Within every financial jurisdiction there are several Acts/ Laws of Parliament, used to regulate that financial space to present systemic issues while engendering the highest degree of confidence. In 2010, the US government enacted the Foreign Accounts Tax Compliance Act (FATCA), which mandates all foreign financial institutions to employ enhanced due diligence procedures, to identify and report US citizens and Green Card holders with balances in their accounts of over US $50,000.00 for tax purposes. For the purpose of this exercise using a financial institution familiar to you:

? Provide compelling arguments of no less than four reasons why the financial institution familiar to you has implemented enhanced due diligence procedures for established account holders or onboarding new accounts. In your presentation identify some of the new procedures or requirements implemented as part of the enhanced due diligence procedures (Marks 4)

? Failure to implement enhanced due diligence procedures for existing customers and on bordering of new accounts, could have serious implication for the financial institution.
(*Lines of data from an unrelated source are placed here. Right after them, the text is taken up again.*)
use std::collections::HashMap;
use std::sync::{Arc, PoisonError, RwLock};

use anyhow::Result;

use docqa_core::traits::{LexicalEntry, LexicalMatch, LexicalStore};
use docqa_core::types::{ChunkId, SessionId};

use crate::index::SessionTextIndex;
use crate::tantivy_utils::lexical_tokens;

/// Lexical store with one tantivy index per session. Dropping a session
/// drops its index; no document of one session is visible to another.
#[derive(Default)]
pub struct TantivyLexicalStore {
	sessions: RwLock<HashMap<SessionId, Arc<SessionTextIndex>>>,
}

impl TantivyLexicalStore {
	pub fn new() -> Self { Self::default() }

	fn session(&self, session_id: &SessionId) -> Option<Arc<SessionTextIndex>> {
		self.sessions.read().unwrap_or_else(PoisonError::into_inner).get(session_id).cloned()
	}

	fn session_or_create(&self, session_id: &SessionId) -> Result<Arc<SessionTextIndex>> {
		if let Some(existing) = self.session(session_id) { return Ok(existing); }
		let mut sessions = self.sessions.write().unwrap_or_else(PoisonError::into_inner);
		if let Some(existing) = sessions.get(session_id) { return Ok(existing.clone()); }
		let created = Arc::new(SessionTextIndex::create_in_ram()?);
		sessions.insert(session_id.clone(), created.clone());
		tracing::debug!(session = %session_id, "created lexical index");
		Ok(created)
	}

	pub fn num_docs(&self, session_id: &SessionId) -> u64 {
		self.session(session_id).map_or(0, |s| s.num_docs())
	}
}

impl LexicalStore for TantivyLexicalStore {
	fn tokenize(&self, text: &str) -> Vec<String> { lexical_tokens(text) }

	fn upsert(&self, session_id: &SessionId, entries: &[LexicalEntry]) -> Result<()> {
		if entries.is_empty() { return Ok(()); }
		self.session_or_create(session_id)?.upsert(entries)
	}

	fn search(&self, session_id: &SessionId, tokens: &[String], k: usize) -> Result<Vec<LexicalMatch>> {
		match self.session(session_id) {
			Some(index) => index.search(tokens, k),
			None => Ok(Vec::new()),
		}
	}

	fn delete(&self, session_id: &SessionId, chunk_ids: &[ChunkId]) -> Result<()> {
		match self.session(session_id) {
			Some(index) => index.delete(chunk_ids),
			None => Ok(()),
		}
	}

	fn delete_session(&self, session_id: &SessionId) -> Result<()> {
		self.sessions.write().unwrap_or_else(PoisonError::into_inner).remove(session_id);
		Ok(())
	}
}
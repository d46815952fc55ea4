use crate::context::AssembledContext;

/// External generation model: `(question, context) → answer text`.
#[async_trait::async_trait]
pub trait AnswerGenerator: Send + Sync {
    async fn generate(&self, question: &str, context: &AssembledContext) -> anyhow::Result<String>;
}

/// Grounded-answer prompt for generators that take a single text prompt.
pub fn render_prompt(question: &str, context: &AssembledContext) -> String {
    format!(
        "You are a precise document assistant. Answer the question using ONLY the document content below.\n\
         \n\
         QUESTION: {question}\n\
         \n\
         DOCUMENT CONTENT:\n\
         {}\n\
         \n\
         INSTRUCTIONS:\n\
         - Answer the exact question asked, citing sources as [Source N]\n\
         - Preserve lists, code blocks and tables as they appear\n\
         - If the answer is not in the documents, say that the documents do not contain it\n\
         \n\
         ANSWER:",
        context.text
    )
}
use serde::Serialize;
use std::sync::Arc;
use std::time::{Duration, Instant};

use docqa_core::config::Settings;
use docqa_core::traits::{Embedder, LexicalEntry, LexicalStore, VectorEntry, VectorStore};
use docqa_core::types::{Chunk, ChunkId, IndexedChunk};
use docqa_core::{Error, Result};

use crate::backend;
use crate::session::SessionIndex;

#[derive(Debug, Clone, Serialize)]
pub struct FailedChunk {
    pub chunk_id: ChunkId,
    pub reason: String,
}

/// Outcome of one indexing call. Chunks that could not be embedded are
/// listed in `failed`; they are skipped, never fatal.
#[derive(Debug, Clone, Default, Serialize)]
pub struct IndexReport {
    pub succeeded: usize,
    pub failed: Vec<FailedChunk>,
    /// Lexical tokens written across all succeeded chunks.
    pub lexical_tokens: usize,
}

impl IndexReport {
    pub fn failed_count(&self) -> usize {
        self.failed.len()
    }

    pub fn merge(&mut self, other: IndexReport) {
        self.succeeded += other.succeeded;
        self.failed.extend(other.failed);
        self.lexical_tokens += other.lexical_tokens;
    }
}

/// Embeds chunks and writes them to the vector store, the lexical store and
/// the session catalog. Callers hold the session's write lock.
pub struct Indexer {
    embedder: Arc<dyn Embedder>,
    vectors: Arc<dyn VectorStore>,
    lexical: Arc<dyn LexicalStore>,
    batch_size: usize,
    embed_timeout: Duration,
    store_timeout: Duration,
}

impl Indexer {
    pub fn new(embedder: Arc<dyn Embedder>, vectors: Arc<dyn VectorStore>, lexical: Arc<dyn LexicalStore>, settings: &Settings) -> Self {
        Self {
            embedder,
            vectors,
            lexical,
            batch_size: settings.indexing.batch_size.max(1),
            embed_timeout: settings.retrieval.embed_timeout(),
            store_timeout: settings.retrieval.store_timeout(),
        }
    }

    /// Index chunks of documents already registered in `session`.
    /// Re-indexing a chunk id replaces its vector and tokens.
    pub async fn index(&self, session: &SessionIndex, chunks: &[Chunk]) -> Result<IndexReport> {
        for chunk in chunks {
            if &chunk.session_id != session.id() {
                return Err(Error::SessionMismatch { expected: session.id().clone(), found: chunk.session_id.clone() });
            }
            if session.document(&chunk.document_id).is_none() {
                return Err(Error::UnknownDocument { session_id: session.id().clone(), document_id: chunk.document_id.clone() });
            }
            if chunk.char_start >= chunk.char_end {
                return Err(Error::Configuration(format!(
                    "chunk {} has empty range {}..{}",
                    chunk.chunk_id, chunk.char_start, chunk.char_end
                )));
            }
        }

        let start = Instant::now();
        let mut report = IndexReport::default();
        for batch in chunks.chunks(self.batch_size) {
            report.merge(self.index_batch(session, batch).await?);
        }
        tracing::info!(
            session = %session.id(),
            succeeded = report.succeeded,
            failed = report.failed_count(),
            elapsed_ms = start.elapsed().as_millis() as u64,
            "indexed chunks"
        );
        Ok(report)
    }

    async fn index_batch(&self, session: &SessionIndex, batch: &[Chunk]) -> Result<IndexReport> {
        let embedded = self.embed_batch(batch).await;
        let mut report = IndexReport::default();
        let mut ok: Vec<IndexedChunk> = Vec::with_capacity(batch.len());
        for (chunk, result) in batch.iter().zip(embedded) {
            match result {
                Ok(embedding) if embedding.len() == self.vectors.dim() => ok.push(IndexedChunk {
                    lexical_tokens: self.lexical.tokenize(&chunk.text),
                    chunk: chunk.clone(),
                    embedding,
                }),
                Ok(vector) => {
                    let err = Error::DimensionMismatch { expected: self.vectors.dim(), actual: vector.len() };
                    report.failed.push(FailedChunk { chunk_id: chunk.chunk_id.clone(), reason: err.to_string() });
                }
                Err(e) => {
                    tracing::warn!(chunk = %chunk.chunk_id, error = %e, "skipping chunk");
                    report.failed.push(FailedChunk { chunk_id: chunk.chunk_id.clone(), reason: e.to_string() });
                }
            }
        }
        if ok.is_empty() {
            return Ok(report);
        }

        let entries: Vec<VectorEntry> = ok
            .iter()
            .map(|ic| VectorEntry {
                chunk_id: ic.chunk.chunk_id.clone(),
                document_id: ic.chunk.document_id.clone(),
                sequence_index: ic.chunk.sequence_index,
                vector: ic.embedding.clone(),
            })
            .collect();
        backend::store_call(self.store_timeout, self.vectors.upsert(session.id(), &entries)).await?;

        let lexical: Vec<LexicalEntry> = ok
            .iter()
            .map(|ic| LexicalEntry { chunk_id: ic.chunk.chunk_id.clone(), text: ic.chunk.text.clone() })
            .collect();
        backend::lexical_upsert(&self.lexical, session.id(), lexical, self.store_timeout).await?;

        report.succeeded = ok.len();
        report.lexical_tokens = ok.iter().map(|ic| ic.lexical_tokens.len()).sum();
        session.insert_chunks(ok.into_iter().map(|ic| ic.chunk));
        tracing::debug!(session = %session.id(), rows = report.succeeded, "indexed batch");
        Ok(report)
    }

    /// One vector or error per chunk. A failed batch is retried chunk by
    /// chunk so one bad input does not sink its neighbours.
    async fn embed_batch(&self, batch: &[Chunk]) -> Vec<Result<Vec<f32>>> {
        let texts: Vec<String> = batch.iter().map(|c| c.text.clone()).collect();
        match backend::embed(&self.embedder, texts, self.embed_timeout).await {
            Ok(vectors) => vectors.into_iter().map(Ok).collect(),
            Err(e) if batch.len() > 1 => {
                tracing::warn!(error = %e, size = batch.len(), "batch embedding failed; retrying per chunk");
                let mut out = Vec::with_capacity(batch.len());
                for chunk in batch {
                    let single = backend::embed(&self.embedder, vec![chunk.text.clone()], self.embed_timeout).await;
                    out.push(single.and_then(|mut v| v.pop().ok_or_else(|| Error::Embedding("no vector returned".into()))));
                }
                out
            }
            Err(e) => vec![Err(e)],
        }
    }
}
Articulate no less than four consequences the financial institution could face for failing to implement enhanced due diligence procedures to ensure compliance. (Marks 4)

? Comment on at least two posts from your peers and provide support for your responses. (Marks 2)

Solutions

Expert Solution

The main reasons as to why financial institution familiar to me have implemented enhanced due diligence procedures are:

  • To comply with Anti Money laundering laws and to protect the institution from frauds and bad actors
  • To mitigate risks attached to any form of transaction taking place within the jurisdiction of the institution
  • To identify bad actors at the very initial stage, so that not much harm can be done to the institution
  • To identify any terror financing groups or individuals

Some of the new procedures they have implemented are:

  1. Verification of the identity of customer using independent agency or document
  2. Identification of the nature of business and scrutinize the nature of its transactions

Four major consequences which financial institutions can face, if they fail to implement enhanced due diligence procedures :

  • Massive financial loss due to frauds,etc.
  • Possible Federal action and punishment, due to laxity in implementation of proper procedures and guidelines
  • Loss of reputation and loss to share holders & stakeholders
  • Loss of market share, and loss of customer base, and loyalty

I could comment on the reasons mentioned, as to why the financial institution will lose market share and customer base is because, once any form of fraud or any illegal activity or any form of laxity on the part of the financial institution is detected, customers would get skeptical about the institutions operational procedures and would want to shift to a more secure platform. If that happens, the institution will automatically suffer a loss in reputation which would tremendously affects its stakeholders and its shareholders.